MEG EYES A BIG BREAKFAST

I HEAR Oasis wife and media party organiser Meg Matthews needn't worry too much about lost business after her ill-advised Littlewoods gaffe last week.

Now ambitious Meg, who claimed the chainstore only required the very lowest grade of celebrities at their events, has her eyes set on a TV career.

The thirtysomething blonde rockchick has secretly auditioned for a roving reporter's job on The Big Breakfast, which of course begs the question - what happens to Melanie Sykes?

FEARFUL PHOEBE TAKES OFF

IF Friends star Lisa Kudrow (left) ever claims to be nothing like her kooky character Phoebe in real life, airport staff at JFK in New York might disagree.
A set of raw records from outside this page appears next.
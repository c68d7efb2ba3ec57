use std::fs::File;
use std::io::BufReader;
use std::path::{Path, PathBuf};

use anyhow::{Context, Result};
use fast_image_resize as fir;
use image::RgbaImage;
use tokio::task::JoinSet;
use tracing::debug;

use crate::error::CarouselError;
use crate::events::PreparedImageCpu;

// Decodes an image to RGBA8 and applies EXIF orientation if available.
// Missing or unreadable metadata keeps the stored orientation.
fn decode_rgba8_apply_exif(path: &Path) -> Result<RgbaImage, CarouselError> {
    let open_err = |source| CarouselError::Open {
        path: path.to_path_buf(),
        source,
    };
    let img = image::ImageReader::open(path)
        .map_err(open_err)?
        .with_guessed_format()
        .map_err(open_err)?
        .decode()
        .map_err(|source| CarouselError::Decode {
            path: path.to_path_buf(),
            source,
        })?;
    let img = img.to_rgba8();

    let orientation = read_orientation(path).unwrap_or(1);
    Ok(match orientation {
        2 => image::imageops::flip_horizontal(&img),
        3 => image::imageops::rotate180(&img),
        4 => image::imageops::flip_vertical(&img),
        // transpose
        5 => image::imageops::flip_horizontal(&image::imageops::rotate90(&img)),
        6 => image::imageops::rotate90(&img),
        // transverse
        7 => image::imageops::flip_horizontal(&image::imageops::rotate270(&img)),
        8 => image::imageops::rotate270(&img),
        _ => img,
    })
}

fn read_orientation(path: &Path) -> Option<u16> {
    let file = File::open(path).ok()?;
    let mut buf = BufReader::new(file);
    let exif = exif::Reader::new().read_from_container(&mut buf).ok()?;
    let field = exif.get_field(exif::Tag::Orientation, exif::In::PRIMARY)?;
    let o = u16::try_from(field.value.get_uint(0)?).ok()?;
    debug!("exif orientation {} for {}", o, path.display());
    Some(o)
}

/// Largest size with the same aspect that fits in `max_dim` on both axes.
fn fit_within(width: u32, height: u32, max_dim: u32) -> (u32, u32) {
    if width <= max_dim && height <= max_dim {
        return (width, height);
    }
    let scale = max_dim as f64 / width.max(height) as f64;
    let w = ((width as f64 * scale).round() as u32).clamp(1, max_dim);
    let h = ((height as f64 * scale).round() as u32).clamp(1, max_dim);
    (w, h)
}

fn resize_rgba(
    path: &Path,
    source: &RgbaImage,
    target_w: u32,
    target_h: u32,
) -> Result<RgbaImage, CarouselError> {
    let fail = |reason: String| CarouselError::Resize {
        path: path.to_path_buf(),
        reason,
    };
    let src_view = fir::images::ImageRef::new(
        source.width(),
        source.height(),
        source.as_raw(),
        fir::PixelType::U8x4,
    )
    .map_err(|e| fail(e.to_string()))?;
    let mut dst_image = fir::images::Image::new(target_w, target_h, fir::PixelType::U8x4);
    let options = fir::ResizeOptions::new()
        .resize_alg(fir::ResizeAlg::Convolution(fir::FilterType::CatmullRom));
    fir::Resizer::new()
        .resize(&src_view, &mut dst_image, Some(&options))
        .map_err(|e| fail(e.to_string()))?;
    RgbaImage::from_raw(target_w, target_h, dst_image.into_vec())
        .ok_or_else(|| fail("resized buffer has the wrong length".to_owned()))
}

/// Decodes one image, downscaling it when it exceeds `max_dim`.
pub fn prepare_image(path: &Path, max_dim: u32) -> Result<PreparedImageCpu, CarouselError> {
    let mut rgba = decode_rgba8_apply_exif(path)?;
    let (width, height) = rgba.dimensions();
    let (fit_w, fit_h) = fit_within(width, height, max_dim);
    if (fit_w, fit_h) != (width, height) {
        debug!(
            "downscaling {} from {}x{} to {}x{}",
            path.display(),
            width,
            height,
            fit_w,
            fit_h
        );
        rgba = resize_rgba(path, &rgba, fit_w, fit_h)?;
    }
    let (width, height) = rgba.dimensions();
    Ok(PreparedImageCpu {
        path: path.to_path_buf(),
        width,
        height,
        pixels: rgba.into_raw(),
    })
}

/// Decodes every path on the blocking pool, at most `max_in_flight` at once.
///
/// Results come back in request order. The first failure aborts the rest.
pub async fn load_all(
    paths: &[PathBuf],
    max_in_flight: usize,
    max_dim: u32,
) -> Result<Vec<PreparedImageCpu>> {
    let max_in_flight = max_in_flight.max(1);
    let mut slots: Vec<Option<PreparedImageCpu>> = vec![None; paths.len()];
    let mut tasks: JoinSet<(usize, Result<PreparedImageCpu, CarouselError>)> = JoinSet::new();
    let mut queue = paths.iter().cloned().enumerate();

    loop {
        while tasks.len() < max_in_flight {
            let Some((index, path)) = queue.next() else {
                break;
            };
            tasks.spawn_blocking(move || (index, prepare_image(&path, max_dim)));
        }
        let Some(joined) = tasks.join_next().await else {
            break;
        };
        let (index, result) = joined.context("image decode task failed")?;
        match result {
            Ok(prepared) => {
                debug!(
                    "loaded (rgba8): {} {}x{}",
                    prepared.path.display(),
                    prepared.width,
                    prepared.height
                );
                slots[index] = Some(prepared);
            }
            Err(err) => {
                tasks.abort_all();
                return Err(err.into());
            }
        }
    }

    slots
        .into_iter()
        .enumerate()
        .map(|(index, slot)| {
            slot.with_context(|| format!("image {} was never decoded", paths[index].display()))
        })
        .collect()
}

#[cfg(test)]
mod tests {
    use super::*;
    use base64::Engine;

    // JPEG 2x1 with EXIF orientation 6 (rotate 90 CW), base64 encoded
    const ORIENT6_JPEG: &str = concat!(
        "/9j/4AAQSkZJRgABAQAAAQABAAD/4QAiRXhpZgAATU0AKgAAAAgAAQESAAMAAAABAAYAAAAAAAD/2wBDAAgGBgcGBQgHBwcJCQgKDBQNDAsLDBkSEw8UHRofHh0aHBwgJC4nICIsIxwcKDcpLDAxNDQ0Hyc5PTgyPC4zNDL/",
        "2wBDAQkJCQwLDBgNDRgyIRwhMjIyMjIyMjIyMjIyMjIyMjIyMjIyMjIyMjIyMjIyMjIyMjIyMjIyMjIyMjIyMjIyMjL/wAARCAABAAIDASIAAhEBAxEB/8QAHwAAAQUBAQEBAQEAAAAAAAAAAAECAwQFBgcICQoL/8QAtRAAAgEDAwIEAwUFBAQAAAF9AQIDAAQRBRIhMUEGE1FhByJxFDKBkaEII0KxwRVS0fAkM2JyggkKFhcYGRolJicoKSo0NTY3ODk6Q0RFRkdISUpTVFVWV1hZWmNkZWZnaGlqc3R1dnd4eXqDhIWGh4iJipKTlJWWl5iZmqKjpKWmp6ipqrKztLW2t7i5usLDxMXGx8jJytLT1NXW19jZ2uHi4+Tl5ufo6erx8vP09fb3+Pn6/8QAHwEAAwEBAQEBAQEBAQAAAAAAAAECAwQFBgcICQoL/8QAtREAAgECBAQDBAcFBAQAAQJ3AAECAxEEBSExBhJBUQdhcRMiMoEIFEKRobHBCSMzUvAVYnLRChYkNOEl8RcYGRomJygpKjU2Nzg5OkNERUZHSElKU1RVVldYWVpjZGVmZ2hpanN0dXZ3eHl6goOEhYaHiImKkpOUlZaXmJmaoqOkpaanqKmqsrO0tba3uLm6wsPExcbHyMnK0tPU1dbX2Nna4uPk5ebn6Onq8vP09fb3+Pn6/9oADAMBAAIRAxEAPwDi6KKK+ZP3E//Z"
    );

    fn write_png(dir: &Path, name: &str, w: u32, h: u32) -> PathBuf {
        let path = dir.join(name);
        RgbaImage::from_pixel(w, h, image::Rgba([10, 20, 30, 255]))
            .save(&path)
            .unwrap();
        path
    }

    #[test]
    fn applies_orientation_six() {
        let bytes = base64::engine::general_purpose::STANDARD
            .decode(ORIENT6_JPEG)
            .unwrap();
        let dir = tempfile::tempdir().unwrap();
        let path = dir.path().join("orient6.jpg");
        std::fs::write(&path, &bytes).unwrap();
        let img = decode_rgba8_apply_exif(&path).unwrap();
        assert_eq!(img.dimensions(), (1, 2));
    }

    #[test]
    fn fit_keeps_aspect() {
        assert_eq!(fit_within(100, 50, 200), (100, 50));
        assert_eq!(fit_within(4000, 2000, 1000), (1000, 500));
        assert_eq!(fit_within(10, 5000, 1000), (2, 1000));
    }

    #[test]
    fn oversized_images_are_downscaled() {
        let dir = tempfile::tempdir().unwrap();
        let path = write_png(dir.path(), "wide.png", 64, 16);
        let prepared = prepare_image(&path, 32).unwrap();
        assert_eq!((prepared.width, prepared.height), (32, 8));
        assert_eq!(prepared.pixels.len(), 32 * 8 * 4);
    }

    #[tokio::test]
    async fn load_all_keeps_request_order() {
        let dir = tempfile::tempdir().unwrap();
        let paths: Vec<PathBuf> = (1..=5)
            .map(|i| write_png(dir.path(), &format!("{i}.png"), i, 1))
            .collect();
        let images = load_all(&paths, 2, 4096).await.unwrap();
        let widths: Vec<u32> = images.iter().map(|img| img.width).collect();
        assert_eq!(widths, vec![1, 2, 3, 4, 5]);
        assert_eq!(images[2].path, paths[2]);
    }

    #[tokio::test]
    async fn load_all_fails_on_first_bad_file() {
        let dir = tempfile::tempdir().unwrap();
        let good = write_png(dir.path(), "good.png", 2, 2);
        let bad = dir.path().join("broken.png");
        std::fs::write(&bad, b"not an image").unwrap();
        let missing = dir.path().join("missing.png");

        let err = load_all(&[good.clone(), bad], 1, 4096).await.unwrap_err();
        assert!(matches!(
            err.downcast_ref::<CarouselError>(),
            Some(CarouselError::Decode { .. })
        ));
        let err = load_all(&[good, missing], 4, 4096).await.unwrap_err();
        assert!(matches!(
            err.downcast_ref::<CarouselError>(),
            Some(CarouselError::Open { .. })
        ));
    }
}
The actress caused quite a commotion while waiting to board a flight to LA with her husband and baby last week.

"She suddenly refused to board because she'd had a premonition it was going to crash," a JFK insider tells me. "It was really bizarre." The plane landed safely in LA - minus the Kudrow party.

SHE may be the owner of the body most women would love to have, but Titanic star Kate Winslet, has decided she'd like a new figure - so she's agreed to sit for waxworkers at Madam Tussaud's. And in a movie-like twist, Kate will experience a flashback to her nude drawing scene in the film as she sits in something revealing so the artist can see her body, waist, and hips. "It's a great honour,"' a Tussaud's spokesman tells me. '"At pounds 30,000 a figure we only spend money on people who are going to be famous for a few years yet."' Oh. But didn't Kylie Minogue just get a new one?

DESPITE hitting No.1 with her first two records, young Billie Piper has already learnt that with fame comes disappointment. The sickly sweet 16-year-old was devastated at not making it on to this month's Bee Gees tribute album. But what she doesn't know is the real reason why her chosen song Chain Reaction didn't make the final cut.The lines "you make me tremble when your hands move lower and '"you give me only after-midnight action", were considered a little racy for one so young.

COURTNEY Love may look like the archetypal wild woman of rock but according to All Saints, who had a suite next to her at the Metropolitan Hotel last week, she's not such a party animal after all. The girls were enjoying a few drinks in their room when a hotel boss asked them to keep it down because they were disturbing other guests.' An insider says: "They couldn't believe it when they found out it was Courtney."

NEWS reaches me of a potential musical disaster involving Big Breakfast main man Johnny Vaughan and some lounge-room jazz. I'm told Johnny has been offered nearly a million pounds to record an album of covers by the people who inflicted Robson and Jerome on us.

Johnny's well up for the idea and even wants to call it Vaughan To Sing,' my early-morning source tells me.'But he's not too keen on all the promotional work he'd have to do so he's thinking it over.'

Here's hoping then...

SPEAKING of musical disasters I hear heavyweight rocker Meatloaf has a very special reason for his imminent visit to London.

He's all set to take over the West End lead in Phantom Of The Opera after impressing Andrew Lloyd Webber with his work on Whistle Down The Wind.

According to my luvvie sources, the Loaf is meeting the musical knight later this week to thrash out the finer details and talk money.

Just imagine the savings they'll make in make-up.

WHILE appreciating that we're in the middle of a recession the diary can't believe the latest skinflint behaviour at the Beeb.

I hear cash-starved EastEnders bosses have had to ditch the company who provide all the cars on Roy Evans'' car lot and are now begging the show's extras to bring their own cars in when they come to work.

"It's ridiculous," one extra told me. "We even have to buy our own lunch. You don't get this at The Bill."

AFTER going out with Darren Day for 18 months, Anna Friel is obviously used to posing with fakes. Here she is doing a spot of window shopping on the set of her latest movie Mad Cows.